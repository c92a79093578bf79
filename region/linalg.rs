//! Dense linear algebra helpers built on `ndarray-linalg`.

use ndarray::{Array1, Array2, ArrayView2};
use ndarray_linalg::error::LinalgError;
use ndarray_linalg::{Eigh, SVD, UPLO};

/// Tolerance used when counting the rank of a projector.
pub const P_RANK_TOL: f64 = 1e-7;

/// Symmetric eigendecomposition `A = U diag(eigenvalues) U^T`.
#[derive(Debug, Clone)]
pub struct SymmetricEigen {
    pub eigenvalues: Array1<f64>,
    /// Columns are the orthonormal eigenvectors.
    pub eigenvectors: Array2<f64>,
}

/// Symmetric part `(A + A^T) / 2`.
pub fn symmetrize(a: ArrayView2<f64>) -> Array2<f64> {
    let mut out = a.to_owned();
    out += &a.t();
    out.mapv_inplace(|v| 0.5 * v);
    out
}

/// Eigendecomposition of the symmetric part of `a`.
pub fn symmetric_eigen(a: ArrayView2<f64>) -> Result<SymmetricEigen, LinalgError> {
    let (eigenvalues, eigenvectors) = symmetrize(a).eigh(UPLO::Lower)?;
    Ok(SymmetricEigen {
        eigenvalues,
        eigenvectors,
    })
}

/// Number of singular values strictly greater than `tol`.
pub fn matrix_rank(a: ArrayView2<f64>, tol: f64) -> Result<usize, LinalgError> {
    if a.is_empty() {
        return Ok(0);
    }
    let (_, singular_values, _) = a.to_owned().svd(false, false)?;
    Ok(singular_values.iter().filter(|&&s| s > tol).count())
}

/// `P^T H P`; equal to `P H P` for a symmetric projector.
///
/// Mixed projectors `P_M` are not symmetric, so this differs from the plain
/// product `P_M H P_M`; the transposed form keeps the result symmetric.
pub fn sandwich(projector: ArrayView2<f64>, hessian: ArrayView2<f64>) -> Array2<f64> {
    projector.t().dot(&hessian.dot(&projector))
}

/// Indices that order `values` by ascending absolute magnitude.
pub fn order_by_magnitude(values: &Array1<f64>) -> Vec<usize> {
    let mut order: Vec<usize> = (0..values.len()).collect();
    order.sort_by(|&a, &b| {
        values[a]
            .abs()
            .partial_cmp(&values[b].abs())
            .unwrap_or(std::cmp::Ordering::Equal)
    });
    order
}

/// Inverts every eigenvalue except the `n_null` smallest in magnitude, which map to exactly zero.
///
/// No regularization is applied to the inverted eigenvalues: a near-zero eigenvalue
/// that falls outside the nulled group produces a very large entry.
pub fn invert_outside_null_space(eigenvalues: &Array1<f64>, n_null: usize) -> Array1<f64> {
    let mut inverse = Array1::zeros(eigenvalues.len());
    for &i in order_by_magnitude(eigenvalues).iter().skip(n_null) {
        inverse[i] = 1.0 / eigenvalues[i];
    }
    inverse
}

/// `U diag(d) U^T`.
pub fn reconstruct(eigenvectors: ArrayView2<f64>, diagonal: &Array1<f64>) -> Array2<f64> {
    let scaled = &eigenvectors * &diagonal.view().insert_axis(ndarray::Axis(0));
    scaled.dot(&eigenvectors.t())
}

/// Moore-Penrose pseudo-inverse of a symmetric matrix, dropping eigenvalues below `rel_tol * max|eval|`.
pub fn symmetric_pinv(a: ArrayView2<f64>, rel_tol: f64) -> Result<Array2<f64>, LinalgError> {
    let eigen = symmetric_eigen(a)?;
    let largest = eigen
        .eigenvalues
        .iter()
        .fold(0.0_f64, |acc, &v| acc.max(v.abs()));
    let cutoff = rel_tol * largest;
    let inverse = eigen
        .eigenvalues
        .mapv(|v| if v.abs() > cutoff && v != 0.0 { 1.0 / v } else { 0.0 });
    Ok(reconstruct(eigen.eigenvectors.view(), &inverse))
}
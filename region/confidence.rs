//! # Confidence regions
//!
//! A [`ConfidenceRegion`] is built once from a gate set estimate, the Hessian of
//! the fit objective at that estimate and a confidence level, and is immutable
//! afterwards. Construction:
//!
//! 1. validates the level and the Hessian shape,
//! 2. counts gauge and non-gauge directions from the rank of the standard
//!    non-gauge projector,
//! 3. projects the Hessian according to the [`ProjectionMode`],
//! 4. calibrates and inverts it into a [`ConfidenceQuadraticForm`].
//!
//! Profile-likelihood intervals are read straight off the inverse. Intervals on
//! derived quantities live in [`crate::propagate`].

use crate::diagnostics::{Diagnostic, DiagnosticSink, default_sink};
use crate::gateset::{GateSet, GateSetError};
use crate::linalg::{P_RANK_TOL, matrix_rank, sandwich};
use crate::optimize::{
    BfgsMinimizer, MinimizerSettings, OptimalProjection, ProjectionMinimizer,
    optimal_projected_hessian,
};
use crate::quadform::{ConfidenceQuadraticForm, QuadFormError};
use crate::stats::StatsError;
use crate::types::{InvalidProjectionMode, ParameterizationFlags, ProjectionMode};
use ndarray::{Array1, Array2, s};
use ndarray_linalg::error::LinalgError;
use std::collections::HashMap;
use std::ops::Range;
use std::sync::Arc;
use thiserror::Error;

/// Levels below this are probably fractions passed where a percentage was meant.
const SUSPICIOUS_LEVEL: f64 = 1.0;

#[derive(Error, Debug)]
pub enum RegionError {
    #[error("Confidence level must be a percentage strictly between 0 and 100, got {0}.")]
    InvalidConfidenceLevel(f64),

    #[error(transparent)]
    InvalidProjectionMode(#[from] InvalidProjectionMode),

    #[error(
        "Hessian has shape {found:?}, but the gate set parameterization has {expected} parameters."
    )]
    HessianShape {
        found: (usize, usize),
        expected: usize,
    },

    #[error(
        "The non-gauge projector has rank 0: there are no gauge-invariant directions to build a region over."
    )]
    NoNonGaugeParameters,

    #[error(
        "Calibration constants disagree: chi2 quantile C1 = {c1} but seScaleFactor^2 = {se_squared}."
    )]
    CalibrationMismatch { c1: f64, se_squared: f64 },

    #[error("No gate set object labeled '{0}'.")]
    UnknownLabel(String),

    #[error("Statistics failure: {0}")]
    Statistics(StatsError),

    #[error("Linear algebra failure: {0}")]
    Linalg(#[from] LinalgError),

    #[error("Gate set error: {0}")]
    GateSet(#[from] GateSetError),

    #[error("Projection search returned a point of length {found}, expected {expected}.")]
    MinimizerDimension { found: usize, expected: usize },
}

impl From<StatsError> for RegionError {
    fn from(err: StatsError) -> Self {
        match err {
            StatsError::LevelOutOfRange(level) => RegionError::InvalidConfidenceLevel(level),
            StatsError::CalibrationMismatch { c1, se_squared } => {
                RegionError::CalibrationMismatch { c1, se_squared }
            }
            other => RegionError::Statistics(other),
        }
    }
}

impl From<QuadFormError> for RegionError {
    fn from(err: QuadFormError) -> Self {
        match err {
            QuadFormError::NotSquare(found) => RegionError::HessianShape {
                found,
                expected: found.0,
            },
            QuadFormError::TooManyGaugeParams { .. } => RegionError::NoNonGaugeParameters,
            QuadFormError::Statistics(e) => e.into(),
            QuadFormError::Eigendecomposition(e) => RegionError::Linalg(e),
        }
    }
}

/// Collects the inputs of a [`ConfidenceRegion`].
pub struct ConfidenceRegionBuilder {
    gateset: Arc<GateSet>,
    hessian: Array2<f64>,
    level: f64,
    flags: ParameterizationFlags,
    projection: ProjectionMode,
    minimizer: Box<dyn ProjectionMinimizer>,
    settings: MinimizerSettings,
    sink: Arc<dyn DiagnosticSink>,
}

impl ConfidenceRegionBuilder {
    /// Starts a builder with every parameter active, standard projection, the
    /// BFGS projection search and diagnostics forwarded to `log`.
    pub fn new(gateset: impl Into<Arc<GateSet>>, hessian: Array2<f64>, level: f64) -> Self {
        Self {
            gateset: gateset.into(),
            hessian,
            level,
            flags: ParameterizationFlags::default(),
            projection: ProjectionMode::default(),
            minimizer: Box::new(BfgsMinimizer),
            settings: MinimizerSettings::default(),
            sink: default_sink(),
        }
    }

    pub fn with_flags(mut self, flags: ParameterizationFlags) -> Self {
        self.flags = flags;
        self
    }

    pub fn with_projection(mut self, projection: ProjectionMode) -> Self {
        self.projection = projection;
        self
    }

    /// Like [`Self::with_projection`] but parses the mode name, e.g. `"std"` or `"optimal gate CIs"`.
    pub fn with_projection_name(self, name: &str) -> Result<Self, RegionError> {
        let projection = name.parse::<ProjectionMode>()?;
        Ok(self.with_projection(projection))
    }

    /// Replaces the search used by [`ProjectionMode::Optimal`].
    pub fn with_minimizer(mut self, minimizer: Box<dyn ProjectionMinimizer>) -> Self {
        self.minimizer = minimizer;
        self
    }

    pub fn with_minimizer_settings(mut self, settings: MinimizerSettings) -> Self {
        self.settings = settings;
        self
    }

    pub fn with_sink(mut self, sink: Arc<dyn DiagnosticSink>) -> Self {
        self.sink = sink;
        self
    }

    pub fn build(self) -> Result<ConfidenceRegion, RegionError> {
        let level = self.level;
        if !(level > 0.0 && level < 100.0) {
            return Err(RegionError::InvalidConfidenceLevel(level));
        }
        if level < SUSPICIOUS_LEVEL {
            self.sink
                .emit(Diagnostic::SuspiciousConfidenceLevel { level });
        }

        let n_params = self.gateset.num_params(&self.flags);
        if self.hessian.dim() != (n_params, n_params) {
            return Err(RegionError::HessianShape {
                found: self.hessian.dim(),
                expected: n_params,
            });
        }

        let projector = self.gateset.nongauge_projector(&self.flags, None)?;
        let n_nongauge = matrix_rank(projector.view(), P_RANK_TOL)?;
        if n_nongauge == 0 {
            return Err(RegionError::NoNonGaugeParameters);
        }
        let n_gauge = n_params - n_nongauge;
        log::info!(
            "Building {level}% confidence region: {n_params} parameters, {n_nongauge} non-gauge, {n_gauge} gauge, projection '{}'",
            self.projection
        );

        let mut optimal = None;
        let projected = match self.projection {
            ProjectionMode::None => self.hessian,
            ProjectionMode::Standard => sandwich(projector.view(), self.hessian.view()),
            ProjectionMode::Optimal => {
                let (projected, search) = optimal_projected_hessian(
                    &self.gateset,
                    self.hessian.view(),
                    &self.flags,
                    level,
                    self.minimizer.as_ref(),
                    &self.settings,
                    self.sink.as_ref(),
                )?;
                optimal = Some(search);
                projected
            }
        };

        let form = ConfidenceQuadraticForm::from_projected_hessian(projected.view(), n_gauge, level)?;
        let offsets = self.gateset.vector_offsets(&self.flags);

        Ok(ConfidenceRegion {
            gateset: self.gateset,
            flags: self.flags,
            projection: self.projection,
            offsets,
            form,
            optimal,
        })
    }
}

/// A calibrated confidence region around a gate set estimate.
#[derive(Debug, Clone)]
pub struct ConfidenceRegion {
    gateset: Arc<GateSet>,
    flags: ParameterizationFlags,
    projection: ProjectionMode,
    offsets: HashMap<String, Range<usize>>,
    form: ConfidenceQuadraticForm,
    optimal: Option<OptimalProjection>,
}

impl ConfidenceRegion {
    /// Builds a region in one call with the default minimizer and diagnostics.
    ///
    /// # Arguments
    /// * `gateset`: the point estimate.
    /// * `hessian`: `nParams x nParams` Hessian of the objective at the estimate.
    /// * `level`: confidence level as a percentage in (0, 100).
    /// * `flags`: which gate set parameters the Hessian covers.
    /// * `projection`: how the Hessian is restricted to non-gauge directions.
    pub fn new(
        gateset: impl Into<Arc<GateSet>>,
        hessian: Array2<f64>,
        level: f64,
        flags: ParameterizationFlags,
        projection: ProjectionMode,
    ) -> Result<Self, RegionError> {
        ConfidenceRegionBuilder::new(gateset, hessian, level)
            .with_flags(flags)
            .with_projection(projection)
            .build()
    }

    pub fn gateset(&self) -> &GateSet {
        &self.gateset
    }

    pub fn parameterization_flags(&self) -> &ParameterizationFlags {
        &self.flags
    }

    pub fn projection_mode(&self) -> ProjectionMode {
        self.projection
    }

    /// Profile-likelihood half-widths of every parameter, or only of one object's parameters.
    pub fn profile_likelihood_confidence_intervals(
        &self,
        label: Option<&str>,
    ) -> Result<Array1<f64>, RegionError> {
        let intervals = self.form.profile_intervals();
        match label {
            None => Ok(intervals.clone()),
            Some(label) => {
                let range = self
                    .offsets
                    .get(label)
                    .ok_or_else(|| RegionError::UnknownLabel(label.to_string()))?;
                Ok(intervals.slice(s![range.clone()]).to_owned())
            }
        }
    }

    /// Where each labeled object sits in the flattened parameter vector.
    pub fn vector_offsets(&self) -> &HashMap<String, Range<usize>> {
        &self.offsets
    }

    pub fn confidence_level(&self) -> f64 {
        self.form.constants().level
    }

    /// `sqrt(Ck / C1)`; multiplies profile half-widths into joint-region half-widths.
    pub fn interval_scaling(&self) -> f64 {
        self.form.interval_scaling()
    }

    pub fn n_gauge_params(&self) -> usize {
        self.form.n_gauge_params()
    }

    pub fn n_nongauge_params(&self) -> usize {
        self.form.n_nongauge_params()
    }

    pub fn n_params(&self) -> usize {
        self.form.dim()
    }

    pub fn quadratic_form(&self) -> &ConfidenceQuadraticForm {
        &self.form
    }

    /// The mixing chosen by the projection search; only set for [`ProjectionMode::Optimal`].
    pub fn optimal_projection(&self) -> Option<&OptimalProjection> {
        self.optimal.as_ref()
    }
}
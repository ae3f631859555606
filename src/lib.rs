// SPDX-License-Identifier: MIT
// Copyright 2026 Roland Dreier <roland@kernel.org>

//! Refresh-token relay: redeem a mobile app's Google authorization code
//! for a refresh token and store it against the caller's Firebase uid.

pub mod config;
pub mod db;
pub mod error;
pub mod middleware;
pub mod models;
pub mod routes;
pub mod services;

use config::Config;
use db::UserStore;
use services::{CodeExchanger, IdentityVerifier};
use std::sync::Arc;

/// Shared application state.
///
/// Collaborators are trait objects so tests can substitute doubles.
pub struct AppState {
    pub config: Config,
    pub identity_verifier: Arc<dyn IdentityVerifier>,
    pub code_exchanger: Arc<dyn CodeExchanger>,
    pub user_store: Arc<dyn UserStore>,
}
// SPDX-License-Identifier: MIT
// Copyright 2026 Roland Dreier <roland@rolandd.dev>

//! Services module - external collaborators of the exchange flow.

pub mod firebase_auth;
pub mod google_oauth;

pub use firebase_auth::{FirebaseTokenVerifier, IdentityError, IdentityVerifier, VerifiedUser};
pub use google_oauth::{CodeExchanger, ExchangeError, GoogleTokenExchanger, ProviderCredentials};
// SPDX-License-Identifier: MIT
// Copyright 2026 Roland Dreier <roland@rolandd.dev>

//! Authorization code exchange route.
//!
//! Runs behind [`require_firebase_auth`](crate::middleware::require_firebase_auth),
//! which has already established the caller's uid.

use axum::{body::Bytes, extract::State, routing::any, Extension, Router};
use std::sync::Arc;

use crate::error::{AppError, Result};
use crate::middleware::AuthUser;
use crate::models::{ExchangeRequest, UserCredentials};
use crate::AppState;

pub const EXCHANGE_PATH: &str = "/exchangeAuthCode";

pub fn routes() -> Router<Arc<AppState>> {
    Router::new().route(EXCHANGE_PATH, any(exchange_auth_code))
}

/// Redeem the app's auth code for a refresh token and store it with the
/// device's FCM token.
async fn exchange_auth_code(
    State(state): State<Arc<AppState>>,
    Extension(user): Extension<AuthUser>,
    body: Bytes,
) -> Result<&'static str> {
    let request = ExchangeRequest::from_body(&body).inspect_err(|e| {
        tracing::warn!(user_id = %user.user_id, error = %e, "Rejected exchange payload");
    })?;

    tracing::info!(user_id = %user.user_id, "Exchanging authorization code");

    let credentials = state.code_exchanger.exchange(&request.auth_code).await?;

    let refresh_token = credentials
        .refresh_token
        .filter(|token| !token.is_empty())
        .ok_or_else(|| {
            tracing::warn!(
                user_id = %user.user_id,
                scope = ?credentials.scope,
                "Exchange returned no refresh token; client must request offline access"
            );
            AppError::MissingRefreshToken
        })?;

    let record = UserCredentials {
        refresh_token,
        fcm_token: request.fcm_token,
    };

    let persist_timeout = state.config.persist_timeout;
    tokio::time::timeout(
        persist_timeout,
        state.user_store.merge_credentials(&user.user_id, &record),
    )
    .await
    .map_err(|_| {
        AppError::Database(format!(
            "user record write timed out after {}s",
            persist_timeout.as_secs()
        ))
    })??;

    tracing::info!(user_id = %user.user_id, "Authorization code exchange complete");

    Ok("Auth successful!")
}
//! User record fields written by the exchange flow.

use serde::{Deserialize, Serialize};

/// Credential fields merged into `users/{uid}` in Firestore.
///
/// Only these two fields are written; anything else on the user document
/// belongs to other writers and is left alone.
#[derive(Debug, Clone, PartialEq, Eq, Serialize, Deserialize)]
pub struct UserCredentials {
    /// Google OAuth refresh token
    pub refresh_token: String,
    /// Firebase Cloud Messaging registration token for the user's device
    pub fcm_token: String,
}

• Activity: Give back exactly the lines above, from the line containing "use crate::stats::StatsError;" through the line containing "use thiserror::Error;", with both end lines and nothing more.

• Task solution:
use crate::stats::StatsError;
use crate::types::{InvalidProjectionMode, ParameterizationFlags, ProjectionMode};
use ndarray::{Array1, Array2, s};
use ndarray_linalg::error::LinalgError;
use std::collections::HashMap;
use std::ops::Range;
use std::sync::Arc;
use thiserror::Error;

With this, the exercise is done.